A monthly column that keeps its finger on the pulse of Forsyth’s artists and their inspiring stories


This month’s featured artist, Elizabeth Butler, finds power in the softer side of elements and experiences, bringing together textures and palettes that dance alongside words in her art. Elizabeth’s eclectic style and vibrant personality are a perfect match, creating connection with fans of her work.

Elizabeth Butler  | Mixed Media & Surface Designer

How would you describe your work?

I would describe my work as delicate, detailed, and poetic. A lot of my work involves collage elements and text; complex layers that come together to make the whole. Very much like our experience as humans – layers and facets.
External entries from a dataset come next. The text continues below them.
//! Hartigan's dip statistic
//!
//! The dip measures how far an empirical CDF is from the closest unimodal
//! CDF. Starting from the whole support, each step fits the convex minorant
//! of the CDF's left limits and the concave majorant of the CDF, finds the
//! largest gap between them at a touchpoint, and narrows the window to the
//! candidate modal interval that gap implies. Segments left outside the
//! window are fixed; their deviation from the CDF accumulates into the dip.
//!
//! Reference: Hartigan, J. A.; Hartigan, P. M. "The Dip Test of Unimodality",
//! Annals of Statistics 13 (1985), 70-84.

use crate::ecdf::Ecdf;
use crate::envelope::{greatest_convex_minorant, least_concave_majorant, Envelope};
use crate::types::{DipEnvelopes, DipResult, ModalInterval};
use tracing::trace;
use unidip_core::{Error, Result};

/// Compute the dip of a raw sample (`weights = None`) or of a histogram
///
/// # Examples
///
/// ```rust
/// use unidip_dip::compute_dip;
///
/// let bimodal = [1.0, 1.1, 1.2, 1.3, 1.4, 8.0, 8.1, 8.2, 8.3, 8.4];
/// let result = compute_dip(&bimodal, None).unwrap();
/// assert!(result.dip > 0.1);
///
/// let flat = compute_dip(&[1.0, 2.0, 3.0], None).unwrap();
/// assert_eq!(flat.dip, 0.0);
/// ```
pub fn compute_dip(support: &[f64], weights: Option<&[f64]>) -> Result<DipResult> {
    let ecdf = match weights {
        Some(weights) => Ecdf::from_histogram(support, weights)?,
        None => Ecdf::from_sample(support)?,
    };
    Ok(dip(&ecdf))
}

/// Full-output dip: statistic, modal interval and every envelope examined
pub fn dip(ecdf: &Ecdf) -> DipResult {
    let mut trace = EnvelopeTrace::default();
    let (dip, modal_interval) = refine(ecdf, Some(&mut trace));

    let envelopes = match trace.last {
        Some((gcm, lcm)) => DipEnvelopes {
            lower: trace.lower,
            upper: trace.upper,
            gcm,
            lcm,
        },
        None => DipEnvelopes {
            gcm: greatest_convex_minorant(&ecdf.left_limits(), ecdf.support()),
            lcm: least_concave_majorant(ecdf.cdf(), ecdf.support()),
            ..DipEnvelopes::default()
        },
    };

    DipResult {
        dip,
        modal_interval,
        modal_bounds: modal_interval.bounds_in(ecdf),
        envelopes,
        ecdf: ecdf.clone(),
    }
}

/// Reduced-output dip: the scalar only, with no envelope bookkeeping
pub fn dip_statistic(ecdf: &Ecdf) -> f64 {
    refine(ecdf, None).0
}

/// Dip and modal interval without envelope bookkeeping
///
/// Same statistic and interval as [`dip`], for callers that discard the
/// envelopes.
pub fn dip_with_interval(ecdf: &Ecdf) -> (f64, ModalInterval) {
    refine(ecdf, None)
}

/// Dip of a raw sample, for callers holding plain values
pub fn sample_dip(sample: &[f64]) -> Result<f64> {
    if sample.is_empty() {
        return Err(Error::empty_input("sample"));
    }
    Ecdf::from_sample(sample).map(|ecdf| dip_statistic(&ecdf))
}

#[derive(Default)]
struct EnvelopeTrace {
    lower: Vec<Envelope>,
    upper: Vec<Envelope>,
    last: Option<(Envelope, Envelope)>,
}

/// Where one refinement step wants to narrow the window to
struct Narrowing {
    gap: f64,
    xl: usize,
    xr: usize,
}

impl Narrowing {
    /// Largest envelope gap at a touchpoint; ties between the two sides go
    /// to the convex (left) envelope.
    fn select(gcm: &Envelope, lcm: &Envelope) -> Self {
        let gap_at = |t: usize| (lcm.values[t] - gcm.values[t]).abs();
        let max_gap = |touchpoints: &[usize]| {
            touchpoints
                .iter()
                .map(|&t| gap_at(t))
                .fold(0.0_f64, f64::max)
        };
        let d_left = max_gap(&gcm.touchpoints);
        let d_right = max_gap(&lcm.touchpoints);
        let last = lcm.len().saturating_sub(1);

        if d_right > d_left {
            let xr = lcm
                .touchpoints
                .iter()
                .rev()
                .copied()
                .find(|&t| gap_at(t) == d_right)
                .unwrap_or(last);
            let xl = gcm
                .touchpoints
                .iter()
                .rev()
                .copied()
                .find(|&t| t <= xr)
                .unwrap_or(0);
            Self { gap: d_right, xl, xr }
        } else {
            let xl = gcm
                .touchpoints
                .iter()
                .copied()
                .find(|&t| gap_at(t) == d_left)
                .unwrap_or(0);
            let xr = lcm
                .touchpoints
                .iter()
                .copied()
                .find(|&t| t >= xl)
                .unwrap_or(last);
            Self { gap: d_left, xl, xr }
        }
    }
}

/// The refinement loop shared by both output modes
fn refine(ecdf: &Ecdf, mut trace: Option<&mut EnvelopeTrace>) -> (f64, ModalInterval) {
    let n = ecdf.len();
    if ecdf.is_degenerate() {
        return (0.0, ModalInterval::new(0, n.saturating_sub(1)));
    }

    let support = ecdf.support();
    let cdf = ecdf.cdf();
    let left_limits = ecdf.left_limits();

    let (mut lo, mut hi) = (0, n - 1);
    let mut max_deviation = 0.0_f64;

    loop {
        let m = hi - lo + 1;
        let window_cdf = &cdf[lo..=hi];
        let window_limits = &left_limits[lo..=hi];

        let gcm = greatest_convex_minorant(window_limits, &support[lo..=hi]).with_offset(lo);
        let lcm = least_concave_majorant(window_cdf, &support[lo..=hi]).with_offset(lo);
        let Narrowing { gap, xl, xr } = Narrowing::select(&gcm, &lcm);

        trace!(lo, hi, gap, xl, xr, max_deviation, "dip refinement step");

        if gap <= max_deviation {
            if let Some(trace) = trace.as_deref_mut() {
                trace.last = Some((gcm, lcm));
            }
            return (max_deviation / 2.0, ModalInterval::new(lo, hi));
        }

        // The new modal edges xl and xr are excluded: the unimodal fit may
        // jump there, so the mode's own mass never counts as deviation.
        let left_diff = (0..xl)
            .map(|i| (gcm.values[i] - window_cdf[i]).abs())
            .fold(0.0_f64, f64::max);
        let right_diff = (xr + 1..m)
            .map(|i| (lcm.values[i] - window_limits[i]).abs())
            .fold(0.0_f64, f64::max);
        max_deviation = max_deviation.max(left_diff).max(right_diff);

        if let Some(trace) = trace.as_deref_mut() {
            trace.lower.push(gcm.segment(0, xl));
            trace.upper.push(lcm.segment(xr, m - 1));
        }

        let stalled = xl == 0 && xr == m - 1;
        if xr == 0 || xl == m || stalled {
            if let Some(trace) = trace.as_deref_mut() {
                trace.last = Some((gcm, lcm));
            }
            return (max_deviation / 2.0, ModalInterval::new(lo + xl, lo + xr));
        }

        hi = lo + xr;
        lo += xl;
    }
}

#[cfg(test)]
mod tests {
    use super::*;
    use approx::assert_relative_eq;

    #[test]
    fn test_degenerate_inputs_have_zero_dip() {
        let tiny = Ecdf::from_sample(&[1.0, 5.0, 2.0, 9.0]).unwrap();
        assert_eq!(dip_statistic(&tiny), 0.0);
        let result = dip(&tiny);
        assert_eq!(result.modal_interval, ModalInterval::new(0, 3));
        assert!(result.envelopes.lower.is_empty());
        assert_eq!(result.envelopes.lcm.len(), 4);

        let constant = Ecdf::from_sample(&[3.0; 50]).unwrap();
        assert_eq!(dip_statistic(&constant), 0.0);
    }

    #[test]
    fn test_single_spike_is_nearly_unimodal() {
        let ecdf = Ecdf::from_counts(&[1.0, 1.0, 1.0, 50.0, 1.0, 1.0, 1.0]).unwrap();
        let result = dip(&ecdf);
        assert_eq!(result.modal_interval, ModalInterval::new(3, 3));
        assert_relative_eq!(result.dip, 0.5 / 56.0, epsilon = 1e-12);
    }

    #[test]
    fn test_two_spikes_have_large_dip() {
        let ecdf = Ecdf::from_counts(&[50.0, 1.0, 1.0, 1.0, 1.0, 1.0, 50.0]).unwrap();
        let value = dip_statistic(&ecdf);
        assert_relative_eq!(value, 25.0 / 105.0, epsilon = 1e-12);
    }

    #[test]
    fn test_reduced_mode_matches_full_mode() {
        let sample: Vec<f64> = (0..40)
            .map(|i| if i % 2 == 0 { i as f64 * 0.1 } else { 20.0 + i as f64 * 0.13 })
            .collect();
        let ecdf = Ecdf::from_sample(&sample).unwrap();
        let full = dip(&ecdf);
        assert_eq!(full.dip, dip_statistic(&ecdf));
        assert_eq!((full.dip, full.modal_interval), dip_with_interval(&ecdf));
    }

    #[test]
    fn test_modal_interval_locates_a_mode() {
        let mut sample: Vec<f64> = (0..30).map(|i| i as f64 * 0.01).collect();
        sample.extend((0..30).map(|i| 10.0 + i as f64 * 0.01));
        let result = compute_dip(&sample, None).unwrap();
        let (start, end) = result.modal_bounds;
        // The modal interval must not straddle the gap between the groups
        assert!(end < 1.0 || start >= 10.0, "modal bounds {start}..{end}");
        assert!(result.dip > 0.2);
    }

    #[test]
    fn test_trace_segments_tile_the_outside_of_the_modal_interval() {
        let mut sample: Vec<f64> = (0..25).map(|i| i as f64 * 0.02).collect();
        sample.extend((0..25).map(|i| 5.0 + i as f64 * 0.02));
        let result = compute_dip(&sample, None).unwrap();
        let lower_reach = result
            .envelopes
            .lower
            .iter()
            .map(|e| e.offset + e.len() - 1)
            .max();
        if let Some(reach) = lower_reach {
            assert_eq!(reach, result.modal_interval.lo);
        }
        for segment in &result.envelopes.upper {
            assert!(segment.offset >= result.modal_interval.hi);
        }
    }

    #[test]
    fn test_compute_dip_rejects_bad_histograms() {
        assert!(compute_dip(&[1.0, 2.0], Some(&[1.0])).is_err());
        assert!(compute_dip(&[1.0, 1.0, 2.0], Some(&[1.0, 2.0, 3.0])).is_err());
        assert!(sample_dip(&[]).is_err());
    }
}
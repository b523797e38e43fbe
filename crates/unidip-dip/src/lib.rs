//! Hartigan's dip test of unimodality
//!
//! This crate computes the dip statistic of a one-dimensional sample or
//! histogram and its bootstrap significance against a uniform null.
//!
//! # Algorithm Overview
//!
//! 1. Collapse the input into an [`Ecdf`]: strictly increasing support,
//!    per-point mass and cumulative distribution
//! 2. Fit the greatest convex minorant and least concave majorant
//!    ([`envelope`]) over a shrinking window of the support
//! 3. Narrow the window towards the modal interval until the envelopes
//!    stop separating; half the largest fixed deviation is the dip
//! 4. Compare the dip against dips of uniform replicates ([`bootstrap`])
//!
//! # Examples
//!
//! ```rust
//! use unidip_dip::{compute_dip, dip_test, Ecdf};
//!
//! let mut data: Vec<f64> = (0..50).map(|x| x as f64 / 10.0).collect();
//! data.extend((0..50).map(|x| 20.0 + x as f64 / 10.0));
//!
//! let result = compute_dip(&data, None).unwrap();
//! println!("dip = {:.4}, modal interval = {}", result.dip, result.modal_interval);
//!
//! let ecdf = Ecdf::from_sample(&data).unwrap();
//! let test = dip_test(&ecdf, 100, Some(42));
//! assert!(test.is_significant(0.05));
//! ```

pub mod bootstrap;
pub mod dip;
pub mod ecdf;
pub mod envelope;
pub mod types;

// Re-exports
pub use bootstrap::{critical_values, dip_test, p_value, NullModel, SignificanceTester};
pub use dip::{compute_dip, dip, dip_statistic, dip_with_interval, sample_dip};
pub use ecdf::Ecdf;
pub use envelope::{greatest_convex_minorant, least_concave_majorant, Envelope};
pub use types::{DipEnvelopes, DipResult, DipTestResult, ModalInterval};
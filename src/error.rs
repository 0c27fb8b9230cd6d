use crate::chunk::display_id;
use riff::ChunkId;
use std::io;

/// Everything that can go wrong while decoding a bank.
///
/// All of these are terminal: the input is structurally invalid and the
/// decode is abandoned without a partial result.
#[derive(Debug, thiserror::Error)]
pub enum Error {
    #[error("unexpected end of input while reading {what}")]
    TruncatedInput { what: &'static str },

    #[error("expected chunk '{}', found '{}'", display_id(.expected), display_id(.found))]
    UnexpectedTag { expected: ChunkId, found: ChunkId },

    #[error(
        "not a SoundFont 2 file: expected '{}', found '{}'",
        display_id(.expected),
        display_id(.found)
    )]
    UnexpectedFormat { expected: ChunkId, found: ChunkId },

    #[error("chunk '{}' has invalid size {len}: {reason}", display_id(.id))]
    InvalidChunkSize {
        id: ChunkId,
        len: usize,
        reason: String,
    },

    #[error("chunk '{}' must contain exactly 4 bytes, found {len}", display_id(.id))]
    MalformedField { id: ChunkId, len: usize },

    #[error("chunk '{}' must contain {max} or fewer bytes, found {len}", display_id(.id))]
    FieldTooLarge { id: ChunkId, len: usize, max: usize },

    #[error("duplicate chunk '{}'", display_id(.0))]
    DuplicateField(ChunkId),

    #[error("required chunk '{}' is missing", display_id(.0))]
    MissingRequiredField(ChunkId),

    #[error("missing chunk '{}'", display_id(.0))]
    MissingChunk(ChunkId),

    #[error(transparent)]
    Io(#[from] io::Error),
}

// Records are only read from payloads already checked against their width
// and carry no magic or asserts, so in practice only the IO arms occur.
impl From<binread::Error> for Error {
    fn from(err: binread::Error) -> Self {
        match err {
            binread::Error::Io(e) if e.kind() == io::ErrorKind::UnexpectedEof => {
                Error::TruncatedInput { what: "record" }
            }
            binread::Error::Io(e) => Error::Io(e),
            other => Error::Io(io::Error::new(
                io::ErrorKind::InvalidData,
                format!("{:?}", other),
            )),
        }
    }
}

pub type Result<T> = std::result::Result<T, Error>;
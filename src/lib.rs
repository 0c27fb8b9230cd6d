//! Decoder for SoundFont 2 banks.
//!
//! ```no_run
//! use soundfont_reader::SoundFont;
//! use std::path::Path;
//!
//! let sf = SoundFont::open(Path::new("piano.sf2")).unwrap();
//! for (ix, preset) in sf.hydra.presets.iter().enumerate() {
//!     println!("{}: {:?}", preset.name(), sf.hydra.preset_zones(ix));
//! }
//! ```

pub mod chunk;
pub mod error;
pub mod hydra;
pub mod info;
pub mod samples;
pub mod soundfont;

#[cfg(test)]
mod testutil;

pub use error::{Error, Result};
pub use hydra::{
    Bag, Generator, Hydra, Instrument, Modulator, PresetHeader, SampleHeader, SampleType,
};
pub use info::{display_text, Info, Version};
pub use samples::SampleData;
pub use soundfont::SoundFont;
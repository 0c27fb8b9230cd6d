//! The `INFO` list: version and free text metadata about the bank.

use crate::chunk::{display_id, read_chunk, Chunk};
use crate::error::{Error, Result};
use binread::{BinRead, BinReaderExt};
use log::{debug, warn};
use riff::ChunkId;
use std::borrow::Cow;
use std::fmt;
use std::io::Read;

/// Sound engine assumed when the bank does not name one.
pub const DEFAULT_ENGINE: &[u8] = b"EMU8000";

#[derive(BinRead, Debug, Default, Clone, Copy, PartialEq, Eq)]
#[br(little)]
pub struct Version {
    pub major: u16,
    pub minor: u16,
}

impl fmt::Display for Version {
    fn fmt(&self, f: &mut fmt::Formatter<'_>) -> fmt::Result {
        write!(f, "{}.{}", self.major, self.minor)
    }
}

impl From<&Version> for [u8; 4] {
    fn from(v: &Version) -> Self {
        let mut b = [0u8; 4];
        b[0..2].copy_from_slice(&v.major.to_le_bytes());
        b[2..4].copy_from_slice(&v.minor.to_le_bytes());
        b
    }
}

/// Bank metadata.
///
/// Text fields hold the chunk payload byte for byte, including any zero
/// terminators. Nothing is decoded; use [`display_text`] to print a field.
#[derive(Debug, Default, Clone, PartialEq, Eq)]
pub struct Info {
    /// SoundFont specification version the bank complies with (`ifil`).
    pub version: Version,
    /// Target sound engine (`isng`), [`DEFAULT_ENGINE`] when absent.
    pub engine: Vec<u8>,
    /// Bank name (`INAM`).
    pub name: Vec<u8>,
    /// Sound ROM the ROM samples refer to (`irom`).
    pub rom: Vec<u8>,
    /// ROM revision (`iver`).
    pub rom_version: Option<Version>,
    pub creation_date: Vec<u8>,
    pub engineers: Vec<u8>,
    pub product: Vec<u8>,
    pub copyright: Vec<u8>,
    pub comments: Vec<u8>,
    pub software: Vec<u8>,
}

#[derive(Debug, Clone, Copy, PartialEq, Eq)]
enum InfoTag {
    Ifil,
    Isng,
    Inam,
    Irom,
    Iver,
    Icrd,
    Ieng,
    Iprd,
    Icop,
    Icmt,
    Isft,
}

impl InfoTag {
    const COUNT: usize = 11;

    const ALL: [InfoTag; InfoTag::COUNT] = [
        InfoTag::Ifil,
        InfoTag::Isng,
        InfoTag::Inam,
        InfoTag::Irom,
        InfoTag::Iver,
        InfoTag::Icrd,
        InfoTag::Ieng,
        InfoTag::Iprd,
        InfoTag::Icop,
        InfoTag::Icmt,
        InfoTag::Isft,
    ];

    fn id(self) -> ChunkId {
        let value = match self {
            InfoTag::Ifil => b"ifil",
            InfoTag::Isng => b"isng",
            InfoTag::Inam => b"INAM",
            InfoTag::Irom => b"irom",
            InfoTag::Iver => b"iver",
            InfoTag::Icrd => b"ICRD",
            InfoTag::Ieng => b"IENG",
            InfoTag::Iprd => b"IPRD",
            InfoTag::Icop => b"ICOP",
            InfoTag::Icmt => b"ICMT",
            InfoTag::Isft => b"ISFT",
        };
        ChunkId { value: *value }
    }

    fn from_id(id: &ChunkId) -> Option<InfoTag> {
        InfoTag::ALL
            .iter()
            .copied()
            .find(|tag| tag.id().value == id.value)
    }

    /// Largest payload accepted for a text field.
    fn max_len(self) -> usize {
        match self {
            InfoTag::Icmt => 65536,
            _ => 256,
        }
    }
}

fn read_version(chunk: &Chunk) -> Result<Version> {
    if chunk.len() != 4 {
        return Err(Error::MalformedField {
            id: chunk.id.clone(),
            len: chunk.len(),
        });
    }
    Ok(chunk.reader().read_le::<Version>()?)
}

/// Printable form of an info text field: everything up to the first zero
/// byte, with invalid UTF-8 replaced.
pub fn display_text(raw: &[u8]) -> Cow<'_, str> {
    let end = raw.iter().position(|&b| b == 0).unwrap_or(raw.len());
    String::from_utf8_lossy(&raw[..end])
}

fn read_text(chunk: Chunk, tag: InfoTag) -> Result<Vec<u8>> {
    let max = tag.max_len();
    if chunk.len() > max {
        return Err(Error::FieldTooLarge {
            id: chunk.id.clone(),
            len: chunk.len(),
            max,
        });
    }
    Ok(chunk.data)
}

impl Info {
    /// Decodes the body of an `INFO` list, i.e. everything after the list type.
    pub fn read<R: Read>(reader: &mut R) -> Result<Info> {
        let mut info = Info::default();
        let mut seen = [false; InfoTag::COUNT];

        while let Some(chunk) = read_chunk(reader)? {
            let tag = match InfoTag::from_id(&chunk.id) {
                Some(tag) => tag,
                None => {
                    debug!("skipping unknown INFO chunk '{}'", display_id(&chunk.id));
                    continue;
                }
            };
            if seen[tag as usize] {
                return Err(Error::DuplicateField(chunk.id));
            }
            seen[tag as usize] = true;

            match tag {
                InfoTag::Ifil => info.version = read_version(&chunk)?,
                InfoTag::Iver => info.rom_version = Some(read_version(&chunk)?),
                InfoTag::Isng => info.engine = read_text(chunk, tag)?,
                InfoTag::Inam => info.name = read_text(chunk, tag)?,
                InfoTag::Irom => info.rom = read_text(chunk, tag)?,
                InfoTag::Icrd => info.creation_date = read_text(chunk, tag)?,
                InfoTag::Ieng => info.engineers = read_text(chunk, tag)?,
                InfoTag::Iprd => info.product = read_text(chunk, tag)?,
                InfoTag::Icop => info.copyright = read_text(chunk, tag)?,
                InfoTag::Icmt => info.comments = read_text(chunk, tag)?,
                InfoTag::Isft => info.software = read_text(chunk, tag)?,
            }
        }

        if !seen[InfoTag::Ifil as usize] {
            return Err(Error::MissingRequiredField(InfoTag::Ifil.id()));
        }
        if !seen[InfoTag::Isng as usize] {
            info.engine = DEFAULT_ENGINE.to_vec();
        }
        if !seen[InfoTag::Inam as usize] {
            warn!("bank has no name");
        }
        debug!("Version: {}, name: {:?}", info.version, display_text(&info.name));
        Ok(info)
    }
}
What influences your art most?

Emotions and moments influence my work the most. I am highly sensitive, and I’ve always been drawn to capturing feelings and fleeting moments I’ve experienced or witnessed in my life. I would say I’m also influenced by one of my favorite artists of all time, Cy Twombly.

How have you evolved, personally, as an artist?

Ooh, I feel like I am ever evolving and ever learning. But I think the greatest evolution I’ve made thus far is learning to create through whatever means necessary, regardless of my stage of life. I firmly believe I was created to create. And, for a long time, I stifled myself if I didn’t feel I could create in the way I was “supposed” to. I specifically studied printmaking and book arts while in school, but my current reality doesn’t allow for that form of creativity, so instead I create in the ways I can: painting, collage work, and hand lettering. Heck, I’ll even make decor for my children’s rooms, bespoke signs, invitations… I even designed and made Valentines for my oldest two children this year! Now I’ll get my hands messy in the creative world in any way I can – and I’m a better artist through all that exploration. It feeds the inspiration.

What role does motherhood play in your work? 

Motherhood has made me even more sentimental and emotional than I already was when it relates to my art. I once read something about a photographer taking the last favorite photo of someone you really care about; how precious and fleeting life is and what a gift it is to be able to give that to someone. And that’s how motherhood has deepened those feelings for me – we’re all here for such a brief time – we’re all just walking each other home. How sacred it must be to impart a lasting gift of artwork, something filled with my heart and soul, to make others feel?

How do you carve out time to be creative?

Aside from my art, I stay at home with my three children. So, in this current season of young ones, it can be a little tricky to carve out time. Most of my creative time is “after hours” once all the kids are in bed for the night. Sometimes I can squeeze in a little time while my youngest naps, if my older two are having some quiet play time together. My husband is super supportive so he will also fly solo with the kids some evenings or weekends when I have project deadlines.

What are you working on that excites you right now?

I am learning to hand engrave glass and I am thrilled to begin offering a beautiful and personalized heirloom quality gift option for people. (The options could truly be endless, think an engraved and gilded perfume bottle, or a favorite bottle of wine or spirit with a name, date, or sentiment!) This past Christmas I also started offering painted bottles as well – a more whimsical take, but still one of a kind and a very unique gift.

What is one piece of advice you’d like to share with fellow artists?

Stay true to who you are! So many people tried to dissuade me from my penchant for the color pink, or the combination of soft and delicate visuals with sometimes heavy or sad themes, and I am SO glad I didn’t listen. While in school at The Savannah College of Art & Design, I was really challenged to dig deep into my artistic preferences – why I create the way I do. One of the best compliments I ever received was from one of my professors upon graduating – that he was so proud of me for sticking to my guns about my aesthetic because it worked for me, it made me special, it was my “thing.” Being different is never a bad thing, and being true to yourself will never go out of style.